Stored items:
<<<<

#![cfg(unix)]

use std::collections::BTreeSet;
use std::os::unix::fs::PermissionsExt;
use std::path::{Path, PathBuf};
use std::process::{Command, Output};
use tempfile::TempDir;

const MINIMAL_SVG: &str = r##"<svg xmlns="http://www.w3.org/2000/svg" width="1024" height="1024" viewBox="0 0 1024 1024">
  <circle cx="512" cy="512" r="400" fill="#e8a33d"/>
</svg>
"##;

/// Records its argv into whatever output file it was asked to write
const RECORDING_RENDERER: &str = r#"#!/bin/sh
out=""
prev=""
for arg in "$@"; do
  case "$arg" in
    --export-filename=*) out="${arg#--export-filename=}" ;;
  esac
  if [ "$prev" = "-o" ]; then
    out="$arg"
  fi
  prev="$arg"
done
echo "$@" > "$out"
"#;

/// A project root with Design/AppIcon.svg and an empty bin/ for fake renderers
struct Project {
    root: TempDir,
}

impl Project {
    fn new() -> Self {
        let root = TempDir::new().expect("Failed to create temp directory");
        std::fs::create_dir_all(root.path().join("Design")).unwrap();
        std::fs::create_dir_all(root.path().join("bin")).unwrap();
        std::fs::write(root.path().join("Design/AppIcon.svg"), MINIMAL_SVG).unwrap();
        Self { root }
    }

    fn path(&self) -> &Path {
        self.root.path()
    }

    fn appiconset_dir(&self) -> PathBuf {
        self.path().join("Assets.xcassets/AppIcon.appiconset")
    }

    fn install_renderer(&self, name: &str, body: &str) {
        let path = self.path().join("bin").join(name);
        std::fs::write(&path, body).unwrap();
        std::fs::set_permissions(&path, std::fs::Permissions::from_mode(0o755)).unwrap();
    }

    /// Runs the binary with only bin/ on the search path
    fn run(&self, extra_args: &[&str]) -> Output {
        Command::new(env!("CARGO_BIN_EXE_appiconset-gen"))
            .arg("--project-root")
            .arg(self.path())
            .args(extra_args)
            .env("PATH", self.path().join("bin"))
            .output()
            .expect("Failed to run appiconset-gen")
    }
}

fn assert_success(output: &Output) {
    if !output.status.success() {
        eprintln!("stdout: {}", String::from_utf8_lossy(&output.stdout));
        eprintln!("stderr: {}", String::from_utf8_lossy(&output.stderr));
        panic!("appiconset-gen failed with status: {}", output.status);
    }
}

fn read_contents_json(dir: &Path) -> serde_json::Value {
    let text = std::fs::read_to_string(dir.join("Contents.json")).expect("Contents.json missing");
    serde_json::from_str(&text).expect("Contents.json should contain valid JSON")
}

fn png_files(dir: &Path) -> BTreeSet<String> {
    std::fs::read_dir(dir)
        .unwrap()
        .map(|entry| entry.unwrap().file_name().to_string_lossy().into_owned())
        .filter(|name| name.ends_with(".png"))
        .collect()
}

#[test]
fn test_default_paths_produce_complete_appiconset() {
    let project = Project::new();
    project.install_renderer("rsvg-convert", RECORDING_RENDERER);

    let output = project.run(&[]);
    assert_success(&output);

    let dir = project.appiconset_dir();
    let contents = read_contents_json(&dir);
    let images = contents["images"].as_array().unwrap();
    assert_eq!(images.len(), 18);

    assert_eq!(contents["info"]["version"], 1);
    assert_eq!(contents["info"]["author"], "xcode");

    // Every referenced file exists and nothing else was rendered
    let referenced: BTreeSet<String> = images
        .iter()
        .map(|image| image["filename"].as_str().unwrap().to_string())
        .collect();
    assert_eq!(referenced, png_files(&dir));

    for (i, image) in images.iter().enumerate() {
        for key in ["idiom", "size", "scale", "filename"] {
            assert!(image[key].is_string(), "Image entry {i} should have {key}");
        }
    }

    assert_eq!(images[16]["idiom"], "ipad");
    assert_eq!(images[16]["size"], "83.5x83.5");
    assert_eq!(images[16]["scale"], "2x");
    assert_eq!(images[16]["filename"], "icon_167x167.png");
    assert_eq!(images[17]["idiom"], "ios-marketing");

    let stdout = String::from_utf8_lossy(&output.stdout);
    assert!(stdout.contains("✓ Generated Contents.json"), "{stdout}");
}

#[test]
fn test_inkscape_fallback_with_explicit_paths() {
    let project = Project::new();
    project.install_renderer("inkscape", RECORDING_RENDERER);
    let out_dir = project.path().join("custom/out");

    let output = project.run(&[
        "--input",
        project.path().join("Design/AppIcon.svg").to_str().unwrap(),
        "--output",
        out_dir.to_str().unwrap(),
    ]);
    assert_success(&output);

    let recorded = std::fs::read_to_string(out_dir.join("icon_152x152.png")).unwrap();
    assert!(recorded.contains("--export-width=152"), "{recorded}");
    assert!(recorded.contains("--export-background-opacity=1.0"), "{recorded}");
    assert_eq!(read_contents_json(&out_dir)["images"].as_array().unwrap().len(), 18);
}

#[test]
fn test_missing_renderer_fails_without_output() {
    let project = Project::new();

    let output = project.run(&[]);
    assert!(!output.status.success());

    let stderr = String::from_utf8_lossy(&output.stderr);
    assert!(stderr.contains("rsvg-convert"), "{stderr}");
    assert!(stderr.contains("inkscape"), "{stderr}");
    assert!(!project.appiconset_dir().exists());
}

#[test]
fn test_renderer_failure_leaves_no_manifest() {
    let project = Project::new();
    project.install_renderer("rsvg-convert", "#!/bin/sh\nexit 2\n");

    let output = project.run(&[]);
    assert!(!output.status.success());

    let stderr = String::from_utf8_lossy(&output.stderr);
    assert!(stderr.contains("rendering 40x40"), "{stderr}");
    assert!(!project.appiconset_dir().join("Contents.json").exists());
}

#[test]
fn test_rerun_overwrites_existing_appiconset() {
    let project = Project::new();
    project.install_renderer("rsvg-convert", RECORDING_RENDERER);
    let dir = project.appiconset_dir();

    assert_success(&project.run(&[]));
    std::fs::write(dir.join("Contents.json"), "stale").unwrap();
    std::fs::write(dir.join("icon_40x40.png"), "stale").unwrap();

    assert_success(&project.run(&["--background", "#112233"]));

    assert_eq!(read_contents_json(&dir)["images"].as_array().unwrap().len(), 18);
    let recorded = std::fs::read_to_string(dir.join("icon_40x40.png")).unwrap();
    assert!(recorded.contains("--background-color=#112233"), "{recorded}");
}

#[test]
fn test_invalid_background_is_rejected() {
    let project = Project::new();
    project.install_renderer("rsvg-convert", RECORDING_RENDERER);

    let output = project.run(&["--background", "definitely-not-a-color"]);
    assert!(!output.status.success());

    let stderr = String::from_utf8_lossy(&output.stderr);
    assert!(stderr.contains("Invalid background color"), "{stderr}");
}

#[test]
fn test_translucent_background_is_rejected_before_rendering() {
    let project = Project::new();
    project.install_renderer("rsvg-convert", RECORDING_RENDERER);

    for color in ["transparent", "#ffffff00"] {
        let output = project.run(&["--background", color]);
        assert!(!output.status.success(), "{color} should be rejected");

        let stderr = String::from_utf8_lossy(&output.stderr);
        assert!(stderr.contains("Invalid background color"), "{stderr}");
        assert!(!project.appiconset_dir().exists());
    }
}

>>>>

TASK TO COMPLETE -> Please transcribe all of the records, keeping every line exactly as it is.

EXERCISE RESPONSE ->
#![cfg(unix)]

use std::collections::BTreeSet;
use std::os::unix::fs::PermissionsExt;
use std::path::{Path, PathBuf};
use std::process::{Command, Output};
use tempfile::TempDir;

const MINIMAL_SVG: &str = r##"<svg xmlns="http://www.w3.org/2000/svg" width="1024" height="1024" viewBox="0 0 1024 1024">
  <circle cx="512" cy="512" r="400" fill="#e8a33d"/>
</svg>
"##;

/// Records its argv into whatever output file it was asked to write
const RECORDING_RENDERER: &str = r#"#!/bin/sh
out=""
prev=""
for arg in "$@"; do
  case "$arg" in
    --export-filename=*) out="${arg#--export-filename=}" ;;
  esac
  if [ "$prev" = "-o" ]; then
    out="$arg"
  fi
  prev="$arg"
done
echo "$@" > "$out"
"#;

/// A project root with Design/AppIcon.svg and an empty bin/ for fake renderers
struct Project {
    root: TempDir,
}

impl Project {
    fn new() -> Self {
        let root = TempDir::new().expect("Failed to create temp directory");
        std::fs::create_dir_all(root.path().join("Design")).unwrap();
        std::fs::create_dir_all(root.path().join("bin")).unwrap();
        std::fs::write(root.path().join("Design/AppIcon.svg"), MINIMAL_SVG).unwrap();
        Self { root }
    }

    fn path(&self) -> &Path {
        self.root.path()
    }

    fn appiconset_dir(&self) -> PathBuf {
        self.path().join("Assets.xcassets/AppIcon.appiconset")
    }

    fn install_renderer(&self, name: &str, body: &str) {
        let path = self.path().join("bin").join(name);
        std::fs::write(&path, body).unwrap();
        std::fs::set_permissions(&path, std::fs::Permissions::from_mode(0o755)).unwrap();
    }

    /// Runs the binary with only bin/ on the search path
    fn run(&self, extra_args: &[&str]) -> Output {
        Command::new(env!("CARGO_BIN_EXE_appiconset-gen"))
            .arg("--project-root")
            .arg(self.path())
            .args(extra_args)
            .env("PATH", self.path().join("bin"))
            .output()
            .expect("Failed to run appiconset-gen")
    }
}

fn assert_success(output: &Output) {
    if !output.status.success() {
        eprintln!("stdout: {}", String::from_utf8_lossy(&output.stdout));
        eprintln!("stderr: {}", String::from_utf8_lossy(&output.stderr));
        panic!("appiconset-gen failed with status: {}", output.status);
    }
}

fn read_contents_json(dir: &Path) -> serde_json::Value {
    let text = std::fs::read_to_string(dir.join("Contents.json")).expect("Contents.json missing");
    serde_json::from_str(&text).expect("Contents.json should contain valid JSON")
}

fn png_files(dir: &Path) -> BTreeSet<String> {
    std::fs::read_dir(dir)
        .unwrap()
        .map(|entry| entry.unwrap().file_name().to_string_lossy().into_owned())
        .filter(|name| name.ends_with(".png"))
        .collect()
}

#[test]
fn test_default_paths_produce_complete_appiconset() {
    let project = Project::new();
    project.install_renderer("rsvg-convert", RECORDING_RENDERER);

    let output = project.run(&[]);
    assert_success(&output);

    let dir = project.appiconset_dir();
    let contents = read_contents_json(&dir);
    let images = contents["images"].as_array().unwrap();
    assert_eq!(images.len(), 18);

    assert_eq!(contents["info"]["version"], 1);
    assert_eq!(contents["info"]["author"], "xcode");

    // Every referenced file exists and nothing else was rendered
    let referenced: BTreeSet<String> = images
        .iter()
        .map(|image| image["filename"].as_str().unwrap().to_string())
        .collect();
    assert_eq!(referenced, png_files(&dir));

    for (i, image) in images.iter().enumerate() {
        for key in ["idiom", "size", "scale", "filename"] {
            assert!(image[key].is_string(), "Image entry {i} should have {key}");
        }
    }

    assert_eq!(images[16]["idiom"], "ipad");
    assert_eq!(images[16]["size"], "83.5x83.5");
    assert_eq!(images[16]["scale"], "2x");
    assert_eq!(images[16]["filename"], "icon_167x167.png");
    assert_eq!(images[17]["idiom"], "ios-marketing");

    let stdout = String::from_utf8_lossy(&output.stdout);
    assert!(stdout.contains("✓ Generated Contents.json"), "{stdout}");
}

#[test]
fn test_inkscape_fallback_with_explicit_paths() {
    let project = Project::new();
    project.install_renderer("inkscape", RECORDING_RENDERER);
    let out_dir = project.path().join("custom/out");

    let output = project.run(&[
        "--input",
        project.path().join("Design/AppIcon.svg").to_str().unwrap(),
        "--output",
        out_dir.to_str().unwrap(),
    ]);
    assert_success(&output);

    let recorded = std::fs::read_to_string(out_dir.join("icon_152x152.png")).unwrap();
    assert!(recorded.contains("--export-width=152"), "{recorded}");
    assert!(recorded.contains("--export-background-opacity=1.0"), "{recorded}");
    assert_eq!(read_contents_json(&out_dir)["images"].as_array().unwrap().len(), 18);
}

#[test]
fn test_missing_renderer_fails_without_output() {
    let project = Project::new();

    let output = project.run(&[]);
    assert!(!output.status.success());

    let stderr = String::from_utf8_lossy(&output.stderr);
    assert!(stderr.contains("rsvg-convert"), "{stderr}");
    assert!(stderr.contains("inkscape"), "{stderr}");
    assert!(!project.appiconset_dir().exists());
}

#[test]
fn test_renderer_failure_leaves_no_manifest() {
    let project = Project::new();
    project.install_renderer("rsvg-convert", "#!/bin/sh\nexit 2\n");

    let output = project.run(&[]);
    assert!(!output.status.success());

    let stderr = String::from_utf8_lossy(&output.stderr);
    assert!(stderr.contains("rendering 40x40"), "{stderr}");
    assert!(!project.appiconset_dir().join("Contents.json").exists());
}

#[test]
fn test_rerun_overwrites_existing_appiconset() {
    let project = Project::new();
    project.install_renderer("rsvg-convert", RECORDING_RENDERER);
    let dir = project.appiconset_dir();

    assert_success(&project.run(&[]));
    std::fs::write(dir.join("Contents.json"), "stale").unwrap();
    std::fs::write(dir.join("icon_40x40.png"), "stale").unwrap();

    assert_success(&project.run(&["--background", "#112233"]));

    assert_eq!(read_contents_json(&dir)["images"].as_array().unwrap().len(), 18);
    let recorded = std::fs::read_to_string(dir.join("icon_40x40.png")).unwrap();
    assert!(recorded.contains("--background-color=#112233"), "{recorded}");
}

#[test]
fn test_invalid_background_is_rejected() {
    let project = Project::new();
    project.install_renderer("rsvg-convert", RECORDING_RENDERER);

    let output = project.run(&["--background", "definitely-not-a-color"]);
    assert!(!output.status.success());

    let stderr = String::from_utf8_lossy(&output.stderr);
    assert!(stderr.contains("Invalid background color"), "{stderr}");
}

#[test]
fn test_translucent_background_is_rejected_before_rendering() {
    let project = Project::new();
    project.install_renderer("rsvg-convert", RECORDING_RENDERER);

    for color in ["transparent", "#ffffff00"] {
        let output = project.run(&["--background", color]);
        assert!(!output.status.success(), "{color} should be rejected");

        let stderr = String::from_utf8_lossy(&output.stderr);
        assert!(stderr.contains("Invalid background color"), "{stderr}");
        assert!(!project.appiconset_dir().exists());
    }
}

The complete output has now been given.